The investigation revealed that only about 36% of the differentially expressed isoforms identified by RNA-Seq were also classified as differentially expressed by exon arrays, and that about 70% of the ones classified as differentially expressed by exon arrays were also classified as such by RNA-Seq, indicating that isoform-level expression may be masked by gene-expression estimates.
“Gene-expression arrays and RNA-Seq will be used in a complementary manner,” asserts Dr. Davuluri. “And if the costs of sequencing drop further, people will use sequencing more and more.”
While microarrays are more cost-effective, RNA-Seq provides several advantages, including single-nucleotide resolution and the possibility of performing analyses without prior knowledge about the targeted sequences.

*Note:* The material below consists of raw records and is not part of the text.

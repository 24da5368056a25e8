#![macro_use]
#![allow(unused)]

#[cfg(all(feature = "defmt", feature = "log"))]
compile_error!("You may not enable both `defmt` and `log` features.");

macro_rules! assert {
    ($($x:tt)*) => {
        {
            #[cfg(not(feature = "defmt"))]
            ::core::assert!($($x)*);
            #[cfg(feature = "defmt")]
            ::defmt::assert!($($x)*);
        }
    };
}

macro_rules! assert_eq {
    ($($x:tt)*) => {
        {
            #[cfg(not(feature = "defmt"))]
            ::core::assert_eq!($($x)*);
            #[cfg(feature = "defmt")]
            ::defmt::assert_eq!($($x)*);
        }
    };
}

macro_rules! unreachable {
    ($($x:tt)*) => {
        {
            #[cfg(not(feature = "defmt"))]
            ::core::unreachable!($($x)*);
            #[cfg(feature = "defmt")]
            ::defmt::unreachable!($($x)*);
        }
    };
}

macro_rules! panic {
    ($($x:tt)*) => {
        {
            #[cfg(not(feature = "defmt"))]
            ::core::panic!($($x)*);
            #[cfg(feature = "defmt")]
            ::defmt::panic!($($x)*);
        }
    };
}

macro_rules! trace {
    ($s:literal $(, $x:expr)* $(,)?) => {
        {
            #[cfg(feature = "log")]
            ::log::trace!($s $(, $x)*);
            #[cfg(feature = "defmt")]
            ::defmt::trace!($s $(, $x)*);
            #[cfg(not(any(feature = "log", feature="defmt")))]
            let _ = ($( & $x ),*);
        }
    };
}

macro_rules! debug {
    ($s:literal $(, $x:expr)* $(,)?) => {
        {
            #[cfg(feature = "log")]
            ::log::debug!($s $(, $x)*);
            #[cfg(feature = "defmt")]
            ::defmt::debug!($s $(, $x)*);
            #[cfg(not(any(feature = "log", feature="defmt")))]
            let _ = ($( & $x ),*);
        }
    };
}

macro_rules! info {
    ($s:literal $(, $x:expr)* $(,)?) => {
        {
            #[cfg(feature = "log")]
            ::log::info!($s $(, $x)*);
            #[cfg(feature = "defmt")]
            ::defmt::info!($s $(, $x)*);
            #[cfg(not(any(feature = "log", feature="defmt")))]
            let _ = ($( & $x ),*);
        }
    };
}

macro_rules! warn {
    ($s:literal $(, $x:expr)* $(,)?) => {
        {
            #[cfg(feature = "log")]
            ::log::warn!($s $(, $x)*);
            #[cfg(feature = "defmt")]
            ::defmt::warn!($s $(, $x)*);
            #[cfg(not(any(feature = "log", feature="defmt")))]
            let _ = ($( & $x ),*);
        }
    };
}

macro_rules! error {
    ($s:literal $(, $x:expr)* $(,)?) => {
        {
            #[cfg(feature = "log")]
            ::log::error!($s $(, $x)*);
            #[cfg(feature = "defmt")]
            ::defmt::error!($s $(, $x)*);
            #[cfg(not(any(feature = "log", feature="defmt")))]
            let _ = ($( & $x ),*);
        }
    };
}

#[cfg(feature = "defmt")]
macro_rules! unwrap {
    ($($x:tt)*) => {
        ::defmt::unwrap!($($x)*)
    };
}

#[cfg(not(feature = "defmt"))]
macro_rules! unwrap {
    ($arg:expr) => {
        match $crate::fmt::Try::into_result($arg) {
            ::core::result::Result::Ok(t) => t,
            ::core::result::Result::Err(e) => {
                ::core::panic!("unwrap of `{}` failed: {:?}", ::core::stringify!($arg), e);
            }
        }
    };
    ($arg:expr, $($msg:expr),+ $(,)? ) => {
        match $crate::fmt::Try::into_result($arg) {
            ::core::result::Result::Ok(t) => t,
            ::core::result::Result::Err(e) => {
                ::core::panic!("unwrap of `{}` failed: {}: {:?}", ::core::stringify!($arg), ::core::format_args!($($msg,)*), e);
            }
        }
    }
}

#[derive(Debug, Copy, Clone, Eq, PartialEq)]
pub struct NoneError;

pub trait Try {
    type Ok;
    type Error;
    fn into_result(self) -> Result<Self::Ok, Self::Error>;
}

impl<T> Try for Option<T> {
    type Ok = T;
    type Error = NoneError;

    #[inline]
    fn into_result(self) -> Result<T, NoneError> {
        self.ok_or(NoneError)
    }
}

impl<T, E> Try for Result<T, E> {
    type Ok = T;
    type Error = E;

    #[inline]
    fn into_result(self) -> Self {
        self
    }
}
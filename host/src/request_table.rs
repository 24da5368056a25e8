//! Correlation of incoming server requests with the responses sent back.
use crate::Error;

/// An incoming request waiting for its response.
#[cfg_attr(feature = "defmt", derive(defmt::Format))]
#[derive(Debug, Clone, Copy, PartialEq, Eq)]
pub struct PendingRequest {
    /// Attribute the request targets.
    pub handle: u16,
    /// Transaction id to echo in the response.
    pub trans_id: u32,
}

/// One outstanding request. A second request before the first is answered replaces it.
#[derive(Debug, Default)]
pub struct RequestSlot {
    pending: Option<PendingRequest>,
}

impl RequestSlot {
    /// Create an empty slot.
    pub const fn new() -> Self {
        Self { pending: None }
    }

    /// Record an incoming request.
    pub fn record(&mut self, handle: u16, trans_id: u32) {
        if let Some(lost) = self.pending.replace(PendingRequest { handle, trans_id }) {
            warn!(
                "[requests] unanswered request on handle {} (trans_id {}) replaced",
                lost.handle, lost.trans_id
            );
        }
    }

    /// Record one chunk of a prepared write.
    ///
    /// Chunks for the handle already pending only refresh its transaction id.
    pub fn record_chunk(&mut self, handle: u16, trans_id: u32) {
        match self.pending.as_mut() {
            Some(pending) if pending.handle == handle => pending.trans_id = trans_id,
            _ => self.record(handle, trans_id),
        }
    }

    /// Consume the request on `handle`, returning its transaction id.
    ///
    /// On a mismatch the slot is left untouched.
    pub fn try_take(&mut self, handle: u16) -> Result<u32, Error> {
        match self.pending {
            Some(pending) if pending.handle == handle => {
                self.pending = None;
                Ok(pending.trans_id)
            }
            other => Err(Error::HandleMismatch {
                expected: other.map(|p| p.handle),
                actual: handle,
            }),
        }
    }

    /// Replace the transaction id of the outstanding request, returning its handle.
    ///
    /// An execute-write arrives with its own transaction id for the handle prepared earlier.
    pub fn retag(&mut self, trans_id: u32) -> Option<u16> {
        let pending = self.pending.as_mut()?;
        pending.trans_id = trans_id;
        Some(pending.handle)
    }

    /// The outstanding request, if any.
    pub fn pending(&self) -> Option<PendingRequest> {
        self.pending
    }

    pub fn clear(&mut self) {
        self.pending = None;
    }
}

/// Outstanding requests, one per request class.
#[derive(Debug, Default)]
pub struct RequestTable {
    /// Read, write and prepare-write requests.
    pub attribute: RequestSlot,
    /// Prepared writes awaiting execution.
    pub prepare_write: RequestSlot,
}

impl RequestTable {
    pub const fn new() -> Self {
        Self {
            attribute: RequestSlot::new(),
            prepare_write: RequestSlot::new(),
        }
    }

    /// Drop every outstanding request.
    pub fn clear(&mut self) {
        self.attribute.clear();
        self.prepare_write.clear();
    }
}
//! Pairing and encryption parameters.
use super::capabilities::IoCapabilities;

/// Authentication requirements requested during pairing.
#[derive(Debug, Clone, Copy, PartialEq, Eq)]
#[cfg_attr(feature = "defmt", derive(defmt::Format))]
pub enum AuthReq {
    /// No bonding.
    NoBond,
    /// Bond with the peer, keys are distributed and kept by the stack.
    Bond,
    /// MITM protection without bonding.
    Mitm,
    /// Bonding with MITM protection.
    BondMitm,
    /// LE secure connections with bonding.
    SecureConnBond,
    /// LE secure connections with bonding and MITM protection.
    SecureConnBondMitm,
}

impl From<AuthReq> for u8 {
    fn from(val: AuthReq) -> u8 {
        match val {
            AuthReq::NoBond => 0x00,
            AuthReq::Bond => 0x01,
            AuthReq::Mitm => 0x04,
            AuthReq::BondMitm => 0x05,
            AuthReq::SecureConnBond => 0x09,
            AuthReq::SecureConnBondMitm => 0x0d,
        }
    }
}

/// Encryption level requested when starting encryption on a link.
///
/// If the peer is already bonded the stack checks the stored long term key instead of pairing again.
#[derive(Debug, Clone, Copy, PartialEq, Eq)]
#[cfg_attr(feature = "defmt", derive(defmt::Format))]
pub enum SecurityAction {
    /// Encryption, MITM protection decided by the stack.
    Encrypt,
    /// Encryption without MITM protection.
    EncryptNoMitm,
    /// Encryption with MITM protection.
    EncryptMitm,
}

/// One security manager parameter, configured once when the stack is enabled.
#[derive(Debug, Clone, Copy, PartialEq, Eq)]
#[cfg_attr(feature = "defmt", derive(defmt::Format))]
pub enum SecurityParam {
    /// Local I/O capabilities.
    IoCapabilities(IoCapabilities),
    /// Authentication requirements.
    AuthReq(AuthReq),
}

/// Security configuration used by the manager.
#[derive(Debug, Clone, Copy, PartialEq, Eq)]
#[cfg_attr(feature = "defmt", derive(defmt::Format))]
pub struct SecurityConfig {
    /// I/O capabilities set at enable time.
    pub io_capabilities: IoCapabilities,
    /// Authentication requirements set at enable time.
    pub auth_req: AuthReq,
    /// Action used by pair requests.
    pub action: SecurityAction,
}

impl Default for SecurityConfig {
    fn default() -> Self {
        Self {
            io_capabilities: IoCapabilities::NoInputNoOutput,
            auth_req: AuthReq::Bond,
            action: SecurityAction::EncryptMitm,
        }
    }
}

impl SecurityConfig {
    /// Parameters in the order they are applied by `enable()`.
    pub fn params(&self) -> [SecurityParam; 2] {
        [
            SecurityParam::IoCapabilities(self.io_capabilities),
            SecurityParam::AuthReq(self.auth_req),
        ]
    }
}
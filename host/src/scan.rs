//! Scan parameters.
pub use bt_hci::param::{AddrKind, LeScanKind, ScanningFilterPolicy};

use crate::config::interval_from_millis;

/// Parameters applied by `start_scan` before scanning starts.
#[cfg_attr(feature = "defmt", derive(defmt::Format))]
#[derive(Debug, Clone, Copy)]
pub struct ScanParams {
    /// Active scanning sends scan requests to advertisers.
    pub scan_type: LeScanKind,
    /// Own address type used in scan requests.
    pub own_addr_kind: AddrKind,
    /// Which advertisers are reported.
    pub filter_policy: ScanningFilterPolicy,
    /// Scan interval in units of 0.625 ms.
    pub interval: u16,
    /// Scan window in units of 0.625 ms.
    pub window: u16,
    /// Drop duplicate advertising reports.
    pub filter_duplicates: bool,
}

impl Default for ScanParams {
    fn default() -> Self {
        Self {
            scan_type: LeScanKind::Active,
            own_addr_kind: AddrKind::PUBLIC,
            filter_policy: ScanningFilterPolicy::BasicUnfiltered,
            interval: interval_from_millis(100),
            window: interval_from_millis(50),
            filter_duplicates: false,
        }
    }
}
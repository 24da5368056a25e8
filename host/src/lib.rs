//! A blocking, dual-role BLE manager.
//!
//! The manager sits between a single foreground consumer and an asynchronous, callback-driven BLE
//! stack. The consumer calls the operations on [`BleManager`]; the stack's callback context
//! reports completions through the `on_*` event inputs. Attribute creation calls block until the
//! matching completion arrives, everything else returns as soon as the stack accepted the command.
#![cfg_attr(not(test), no_std)]

use bt_hci::param::{AddrKind, BdAddr};

mod fmt;

pub mod advertise;
pub mod config;
pub mod connection_tracker;
pub mod lifecycle;
pub mod manager;
pub mod outbox;
pub mod rendezvous;
pub mod request_table;
pub mod scan;
pub mod stack;
pub mod types;

#[cfg(test)]
mod mock_stack;

pub use bt_hci::param::{AddrKind as AddressKind, BdAddr as DeviceAddress};
pub use lifecycle::Lifecycle;
pub use manager::BleManager;
pub use stack::BleStack;
pub use types::gatt::GattStatus;
pub use types::uuid::Uuid;

/// A BLE device address together with its address type.
#[cfg_attr(feature = "defmt", derive(defmt::Format))]
#[derive(Debug, Clone, Copy, PartialEq)]
pub struct Address {
    /// Public or random.
    pub kind: AddrKind,
    /// The 6 address bytes.
    pub addr: BdAddr,
}

impl Address {
    /// Create a new public address.
    pub fn public(val: [u8; 6]) -> Self {
        Self {
            kind: AddrKind::PUBLIC,
            addr: BdAddr::new(val),
        }
    }

    /// Create a new random address.
    pub fn random(val: [u8; 6]) -> Self {
        Self {
            kind: AddrKind::RANDOM,
            addr: BdAddr::new(val),
        }
    }
}

/// Errors raised by the manager itself, before or after talking to the stack.
#[cfg_attr(feature = "defmt", derive(defmt::Format))]
#[derive(Debug, Clone, Copy, PartialEq, Eq)]
pub enum Error {
    /// The stack completed an attribute operation with a non-success status.
    Status(GattStatus),
    /// A response referenced a handle that does not match the outstanding request.
    HandleMismatch {
        /// Handle of the outstanding request, if any.
        expected: Option<u16>,
        /// Handle given by the caller.
        actual: u16,
    },
    /// Payload is larger than the stack accepts.
    PayloadTooLarge {
        /// Payload length.
        len: usize,
        /// Largest accepted length.
        max: usize,
    },
    /// Enumeration exhausted: no element at this offset or in this range.
    NotFound,
    /// The operation needs a connected peer and there is none.
    NotConnected,
    /// The operation is not allowed in the current lifecycle state.
    InvalidState(Lifecycle),
}

impl core::fmt::Display for Error {
    fn fmt(&self, f: &mut core::fmt::Formatter<'_>) -> core::fmt::Result {
        match self {
            Error::Status(status) => write!(f, "attribute operation completed with status {}", status),
            Error::HandleMismatch {
                expected: Some(expected),
                actual,
            } => write!(f, "no outstanding request on handle {} (pending: {})", actual, expected),
            Error::HandleMismatch { expected: None, actual } => {
                write!(f, "no outstanding request on handle {}", actual)
            }
            Error::PayloadTooLarge { len, max } => write!(f, "payload of {} bytes exceeds {} bytes", len, max),
            Error::NotFound => f.write_str("not found"),
            Error::NotConnected => f.write_str("no connected peer"),
            Error::InvalidState(state) => write!(f, "not allowed while {:?}", state),
        }
    }
}

/// Error type returned by [`BleManager`] operations.
#[derive(Debug, PartialEq)]
pub enum BleManagerError<E> {
    /// The stack refused the command.
    Stack(E),
    /// The manager rejected or failed the operation.
    Manager(Error),
}

impl<E> From<Error> for BleManagerError<E> {
    fn from(value: Error) -> Self {
        Self::Manager(value)
    }
}

impl<E: core::fmt::Debug> core::fmt::Display for BleManagerError<E> {
    fn fmt(&self, f: &mut core::fmt::Formatter<'_>) -> core::fmt::Result {
        match self {
            BleManagerError::Stack(e) => write!(f, "stack error: {:?}", e),
            BleManagerError::Manager(e) => write!(f, "{}", e),
        }
    }
}

#[cfg(feature = "defmt")]
impl<E> defmt::Format for BleManagerError<E>
where
    E: defmt::Format,
{
    fn format(&self, fmt: defmt::Formatter) {
        match self {
            BleManagerError::Stack(e) => {
                defmt::write!(fmt, "Stack({})", e)
            }
            BleManagerError::Manager(e) => {
                defmt::write!(fmt, "Manager({})", e)
            }
        }
    }
}
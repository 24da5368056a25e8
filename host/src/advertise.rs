//! Advertising parameters.
pub use bt_hci::param::{AddrKind, AdvChannelMap, AdvFilterPolicy, AdvKind};

use crate::config::interval_from_millis;

/// Parameters applied by `start_adv` once the advertising payload is configured.
#[cfg_attr(feature = "defmt", derive(defmt::Format))]
#[derive(Copy, Clone, Debug)]
pub struct AdvParams {
    /// Minimum advertising interval in units of 0.625 ms.
    pub interval_min: u16,
    /// Maximum advertising interval in units of 0.625 ms.
    pub interval_max: u16,
    /// Advertising PDU type.
    pub adv_type: AdvKind,
    /// Own address type.
    pub own_addr_kind: AddrKind,
    pub channel_map: AdvChannelMap,
    pub filter_policy: AdvFilterPolicy,
}

impl Default for AdvParams {
    fn default() -> Self {
        Self {
            interval_min: interval_from_millis(150),
            interval_max: interval_from_millis(150),
            adv_type: AdvKind::AdvInd,
            own_addr_kind: AddrKind::PUBLIC,
            channel_map: AdvChannelMap::ALL,
            filter_policy: AdvFilterPolicy::default(),
        }
    }
}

To quantitatively compare gene-expression measurements between different analytical platforms and allow signatures to be transferred across them, Dr. Davuluri and colleagues made use of the PIGExClass (platform-independent isoform-level gene-expression-based classification) system. Using this computational tool, the investigators performed the first isoform-level assay for the molecular stratification of cancer.
Dr. Davuluri’s group examined exon-array and RNA-Seq isoform-level profiles for glioblastoma multiforme samples, and it illustrated the possibility of stratifying patients into one of the four molecular subgroups. As a result of the isoform-level analysis, the subgroup classification changed for 19% of the samples, leading to a different prognostic classification, a finding of critical therapeutic and prognostic relevance.
“The technology for the data-generating platforms moves fast,” comments Dr. Davuluri. “But the data that comes out from the platforms cannot be understood without informatics.”